▶ **What you need to do**
Look for "Julian" in the records and copy every line that has it.

[Stored data entries]
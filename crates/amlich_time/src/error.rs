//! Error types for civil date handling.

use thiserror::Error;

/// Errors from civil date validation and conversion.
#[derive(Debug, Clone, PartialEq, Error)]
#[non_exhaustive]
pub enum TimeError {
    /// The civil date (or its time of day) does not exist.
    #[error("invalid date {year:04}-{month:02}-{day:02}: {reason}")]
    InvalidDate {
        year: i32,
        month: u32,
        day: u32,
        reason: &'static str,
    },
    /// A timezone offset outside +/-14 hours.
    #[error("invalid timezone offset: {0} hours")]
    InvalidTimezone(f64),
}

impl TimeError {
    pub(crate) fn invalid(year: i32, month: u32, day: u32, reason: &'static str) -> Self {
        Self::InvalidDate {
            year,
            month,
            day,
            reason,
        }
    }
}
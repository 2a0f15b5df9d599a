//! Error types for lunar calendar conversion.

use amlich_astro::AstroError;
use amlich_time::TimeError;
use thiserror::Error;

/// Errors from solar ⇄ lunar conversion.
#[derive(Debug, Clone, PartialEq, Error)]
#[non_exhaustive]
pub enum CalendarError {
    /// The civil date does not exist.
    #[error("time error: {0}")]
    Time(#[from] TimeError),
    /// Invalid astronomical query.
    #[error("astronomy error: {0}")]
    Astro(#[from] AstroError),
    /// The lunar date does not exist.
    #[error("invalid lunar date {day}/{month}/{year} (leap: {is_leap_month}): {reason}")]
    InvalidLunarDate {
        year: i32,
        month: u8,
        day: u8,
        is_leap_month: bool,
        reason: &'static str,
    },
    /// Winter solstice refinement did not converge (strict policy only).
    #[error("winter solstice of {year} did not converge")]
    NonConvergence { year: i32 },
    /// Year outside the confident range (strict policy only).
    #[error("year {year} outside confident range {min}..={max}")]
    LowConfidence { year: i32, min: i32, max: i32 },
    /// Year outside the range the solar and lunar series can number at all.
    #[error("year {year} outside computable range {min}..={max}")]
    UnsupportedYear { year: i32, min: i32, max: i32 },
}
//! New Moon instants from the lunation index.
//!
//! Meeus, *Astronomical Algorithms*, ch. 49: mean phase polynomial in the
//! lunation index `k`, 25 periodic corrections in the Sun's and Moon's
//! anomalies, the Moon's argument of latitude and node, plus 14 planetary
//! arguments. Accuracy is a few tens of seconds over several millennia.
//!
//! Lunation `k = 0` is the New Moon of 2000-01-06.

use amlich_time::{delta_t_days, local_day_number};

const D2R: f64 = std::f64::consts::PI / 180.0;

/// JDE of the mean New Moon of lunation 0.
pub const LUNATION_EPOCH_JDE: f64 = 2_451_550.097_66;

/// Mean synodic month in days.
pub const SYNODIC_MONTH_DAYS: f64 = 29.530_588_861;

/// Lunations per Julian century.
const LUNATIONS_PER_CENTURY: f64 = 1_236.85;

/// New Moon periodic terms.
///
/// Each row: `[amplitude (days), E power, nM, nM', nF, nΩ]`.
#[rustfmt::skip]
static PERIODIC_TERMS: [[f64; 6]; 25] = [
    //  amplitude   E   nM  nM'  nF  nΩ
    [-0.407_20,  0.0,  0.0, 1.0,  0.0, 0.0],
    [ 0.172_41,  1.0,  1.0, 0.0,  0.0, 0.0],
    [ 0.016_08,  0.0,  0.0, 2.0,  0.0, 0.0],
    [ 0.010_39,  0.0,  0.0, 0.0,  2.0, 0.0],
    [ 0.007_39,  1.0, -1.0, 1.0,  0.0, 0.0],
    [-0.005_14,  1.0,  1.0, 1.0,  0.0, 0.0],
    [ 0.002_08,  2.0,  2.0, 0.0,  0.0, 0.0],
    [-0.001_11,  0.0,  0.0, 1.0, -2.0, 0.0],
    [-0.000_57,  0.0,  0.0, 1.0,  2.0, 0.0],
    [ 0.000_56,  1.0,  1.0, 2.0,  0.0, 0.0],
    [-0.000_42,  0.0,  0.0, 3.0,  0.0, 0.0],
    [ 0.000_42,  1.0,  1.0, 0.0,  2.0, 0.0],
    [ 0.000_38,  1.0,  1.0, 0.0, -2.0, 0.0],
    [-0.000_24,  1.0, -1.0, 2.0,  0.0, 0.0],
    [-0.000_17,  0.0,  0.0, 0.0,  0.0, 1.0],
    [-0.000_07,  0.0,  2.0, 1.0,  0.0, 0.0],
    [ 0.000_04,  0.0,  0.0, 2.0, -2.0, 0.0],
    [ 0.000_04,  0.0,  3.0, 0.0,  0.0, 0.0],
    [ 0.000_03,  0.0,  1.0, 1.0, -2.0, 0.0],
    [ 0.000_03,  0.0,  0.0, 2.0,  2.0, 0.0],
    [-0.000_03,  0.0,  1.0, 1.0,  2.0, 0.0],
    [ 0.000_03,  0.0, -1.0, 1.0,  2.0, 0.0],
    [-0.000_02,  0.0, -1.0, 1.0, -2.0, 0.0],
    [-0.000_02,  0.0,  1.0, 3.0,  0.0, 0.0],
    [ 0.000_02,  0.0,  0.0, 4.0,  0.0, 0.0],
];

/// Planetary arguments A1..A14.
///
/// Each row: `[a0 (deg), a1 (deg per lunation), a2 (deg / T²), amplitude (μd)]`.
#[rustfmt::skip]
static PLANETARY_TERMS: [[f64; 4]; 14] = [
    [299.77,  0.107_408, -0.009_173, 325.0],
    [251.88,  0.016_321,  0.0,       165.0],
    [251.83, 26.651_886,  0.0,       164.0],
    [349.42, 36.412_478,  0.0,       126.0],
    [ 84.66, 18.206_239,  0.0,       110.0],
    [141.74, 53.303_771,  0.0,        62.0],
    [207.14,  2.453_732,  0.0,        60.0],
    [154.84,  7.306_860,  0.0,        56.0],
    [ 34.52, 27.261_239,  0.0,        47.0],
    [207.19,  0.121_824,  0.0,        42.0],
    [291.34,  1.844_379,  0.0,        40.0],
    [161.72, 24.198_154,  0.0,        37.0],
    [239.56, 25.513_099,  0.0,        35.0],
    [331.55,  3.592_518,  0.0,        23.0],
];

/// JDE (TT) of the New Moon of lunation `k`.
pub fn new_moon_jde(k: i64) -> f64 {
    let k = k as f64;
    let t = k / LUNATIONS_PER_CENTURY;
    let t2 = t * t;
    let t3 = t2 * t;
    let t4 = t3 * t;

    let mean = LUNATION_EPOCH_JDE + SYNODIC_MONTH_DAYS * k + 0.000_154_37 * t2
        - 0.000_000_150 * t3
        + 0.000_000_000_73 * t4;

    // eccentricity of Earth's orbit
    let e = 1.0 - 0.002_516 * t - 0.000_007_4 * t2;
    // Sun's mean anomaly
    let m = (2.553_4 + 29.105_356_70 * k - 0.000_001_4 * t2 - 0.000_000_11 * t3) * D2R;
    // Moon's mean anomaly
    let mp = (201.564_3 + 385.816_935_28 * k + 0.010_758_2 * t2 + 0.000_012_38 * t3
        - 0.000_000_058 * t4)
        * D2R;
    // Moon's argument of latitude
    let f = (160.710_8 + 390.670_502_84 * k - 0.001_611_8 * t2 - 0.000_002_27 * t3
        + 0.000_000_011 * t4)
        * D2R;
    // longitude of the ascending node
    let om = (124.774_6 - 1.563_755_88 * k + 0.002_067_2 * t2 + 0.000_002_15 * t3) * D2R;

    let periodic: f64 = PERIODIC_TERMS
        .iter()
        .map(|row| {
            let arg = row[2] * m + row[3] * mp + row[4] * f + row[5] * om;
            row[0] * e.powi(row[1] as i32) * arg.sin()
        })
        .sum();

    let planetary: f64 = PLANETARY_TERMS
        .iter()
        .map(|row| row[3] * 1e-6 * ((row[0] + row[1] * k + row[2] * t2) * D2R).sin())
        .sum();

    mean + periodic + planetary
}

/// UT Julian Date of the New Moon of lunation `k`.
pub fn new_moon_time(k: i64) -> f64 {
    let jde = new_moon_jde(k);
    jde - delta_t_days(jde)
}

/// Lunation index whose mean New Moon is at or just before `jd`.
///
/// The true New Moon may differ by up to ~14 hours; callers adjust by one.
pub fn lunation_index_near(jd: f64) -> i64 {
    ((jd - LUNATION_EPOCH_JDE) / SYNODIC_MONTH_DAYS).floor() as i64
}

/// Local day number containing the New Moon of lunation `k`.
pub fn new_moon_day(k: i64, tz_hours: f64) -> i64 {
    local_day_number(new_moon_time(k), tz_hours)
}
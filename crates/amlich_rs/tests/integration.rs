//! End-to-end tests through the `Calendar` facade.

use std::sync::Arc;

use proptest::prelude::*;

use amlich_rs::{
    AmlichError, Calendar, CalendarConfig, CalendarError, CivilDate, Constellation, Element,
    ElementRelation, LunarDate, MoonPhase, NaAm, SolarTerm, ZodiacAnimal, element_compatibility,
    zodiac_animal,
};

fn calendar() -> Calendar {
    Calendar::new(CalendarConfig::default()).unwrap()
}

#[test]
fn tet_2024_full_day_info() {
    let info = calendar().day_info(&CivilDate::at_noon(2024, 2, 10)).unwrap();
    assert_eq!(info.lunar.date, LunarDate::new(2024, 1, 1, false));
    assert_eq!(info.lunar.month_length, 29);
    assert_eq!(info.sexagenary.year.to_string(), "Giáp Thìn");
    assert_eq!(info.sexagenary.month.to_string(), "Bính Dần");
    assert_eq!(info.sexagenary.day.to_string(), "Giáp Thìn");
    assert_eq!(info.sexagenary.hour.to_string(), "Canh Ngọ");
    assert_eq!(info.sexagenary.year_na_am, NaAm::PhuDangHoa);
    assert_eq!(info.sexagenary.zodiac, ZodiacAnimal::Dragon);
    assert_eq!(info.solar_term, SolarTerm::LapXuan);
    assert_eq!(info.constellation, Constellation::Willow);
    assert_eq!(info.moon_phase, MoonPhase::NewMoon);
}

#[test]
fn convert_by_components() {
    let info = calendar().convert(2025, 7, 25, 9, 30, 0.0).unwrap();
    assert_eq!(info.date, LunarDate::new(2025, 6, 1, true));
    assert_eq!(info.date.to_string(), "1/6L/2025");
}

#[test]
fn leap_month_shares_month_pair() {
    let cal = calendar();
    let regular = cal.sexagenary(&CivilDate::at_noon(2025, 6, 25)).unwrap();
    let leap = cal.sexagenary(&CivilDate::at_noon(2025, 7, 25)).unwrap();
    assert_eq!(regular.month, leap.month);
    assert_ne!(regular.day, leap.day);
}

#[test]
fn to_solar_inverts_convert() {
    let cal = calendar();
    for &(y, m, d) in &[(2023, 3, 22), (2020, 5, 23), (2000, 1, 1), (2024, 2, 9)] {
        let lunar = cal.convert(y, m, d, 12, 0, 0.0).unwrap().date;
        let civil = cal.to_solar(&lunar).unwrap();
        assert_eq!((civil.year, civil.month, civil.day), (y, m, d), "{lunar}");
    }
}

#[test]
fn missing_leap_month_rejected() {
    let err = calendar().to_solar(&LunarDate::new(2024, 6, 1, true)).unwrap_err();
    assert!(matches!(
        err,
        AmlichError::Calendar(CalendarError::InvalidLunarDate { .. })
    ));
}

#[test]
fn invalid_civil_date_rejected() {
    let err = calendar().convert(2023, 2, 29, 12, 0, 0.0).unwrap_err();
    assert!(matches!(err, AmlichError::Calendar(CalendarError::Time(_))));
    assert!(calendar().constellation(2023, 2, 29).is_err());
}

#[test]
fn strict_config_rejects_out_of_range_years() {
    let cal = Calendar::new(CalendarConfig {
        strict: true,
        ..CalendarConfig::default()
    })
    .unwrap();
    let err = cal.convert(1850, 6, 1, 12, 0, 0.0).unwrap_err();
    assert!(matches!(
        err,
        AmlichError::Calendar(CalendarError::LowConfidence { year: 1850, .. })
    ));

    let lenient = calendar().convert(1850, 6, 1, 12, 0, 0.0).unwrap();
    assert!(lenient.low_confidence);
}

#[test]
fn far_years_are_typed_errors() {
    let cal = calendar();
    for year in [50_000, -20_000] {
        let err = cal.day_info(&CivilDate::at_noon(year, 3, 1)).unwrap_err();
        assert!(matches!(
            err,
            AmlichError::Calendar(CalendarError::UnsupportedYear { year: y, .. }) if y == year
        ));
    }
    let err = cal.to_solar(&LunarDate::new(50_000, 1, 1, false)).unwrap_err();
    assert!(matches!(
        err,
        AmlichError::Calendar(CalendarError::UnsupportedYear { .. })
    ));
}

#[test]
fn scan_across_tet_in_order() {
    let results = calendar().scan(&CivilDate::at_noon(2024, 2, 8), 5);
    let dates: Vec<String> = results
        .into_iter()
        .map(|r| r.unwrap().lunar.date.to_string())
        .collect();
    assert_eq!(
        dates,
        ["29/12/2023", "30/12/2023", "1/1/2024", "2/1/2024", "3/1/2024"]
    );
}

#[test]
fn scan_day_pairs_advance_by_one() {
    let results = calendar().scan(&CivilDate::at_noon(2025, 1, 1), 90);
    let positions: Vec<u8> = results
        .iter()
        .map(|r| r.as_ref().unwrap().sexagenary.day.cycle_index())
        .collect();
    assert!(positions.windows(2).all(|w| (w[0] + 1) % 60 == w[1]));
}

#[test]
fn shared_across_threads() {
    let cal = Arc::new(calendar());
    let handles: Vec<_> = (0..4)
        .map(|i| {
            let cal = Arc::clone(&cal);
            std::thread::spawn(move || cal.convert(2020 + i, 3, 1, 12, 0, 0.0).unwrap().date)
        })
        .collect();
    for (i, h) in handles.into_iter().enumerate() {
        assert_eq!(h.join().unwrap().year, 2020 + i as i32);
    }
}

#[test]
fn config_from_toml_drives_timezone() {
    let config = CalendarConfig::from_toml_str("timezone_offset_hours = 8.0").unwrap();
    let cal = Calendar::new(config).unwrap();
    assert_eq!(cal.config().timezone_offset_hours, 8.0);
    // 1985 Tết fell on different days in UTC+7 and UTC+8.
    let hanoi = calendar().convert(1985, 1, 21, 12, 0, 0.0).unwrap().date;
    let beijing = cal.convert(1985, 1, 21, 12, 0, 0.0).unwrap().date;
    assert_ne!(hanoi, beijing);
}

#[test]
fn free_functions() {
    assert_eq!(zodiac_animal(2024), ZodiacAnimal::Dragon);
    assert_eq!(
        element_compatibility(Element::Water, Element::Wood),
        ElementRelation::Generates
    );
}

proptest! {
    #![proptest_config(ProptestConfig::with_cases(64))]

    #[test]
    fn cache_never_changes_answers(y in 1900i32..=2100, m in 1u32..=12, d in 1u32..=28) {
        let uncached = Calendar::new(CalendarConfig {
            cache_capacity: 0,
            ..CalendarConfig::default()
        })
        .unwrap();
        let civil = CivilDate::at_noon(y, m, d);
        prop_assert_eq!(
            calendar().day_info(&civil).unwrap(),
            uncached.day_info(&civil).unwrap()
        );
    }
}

▶ **Exercise result**
/// Lunations per Julian century.
/// UT Julian Date of the New Moon of lunation `k`.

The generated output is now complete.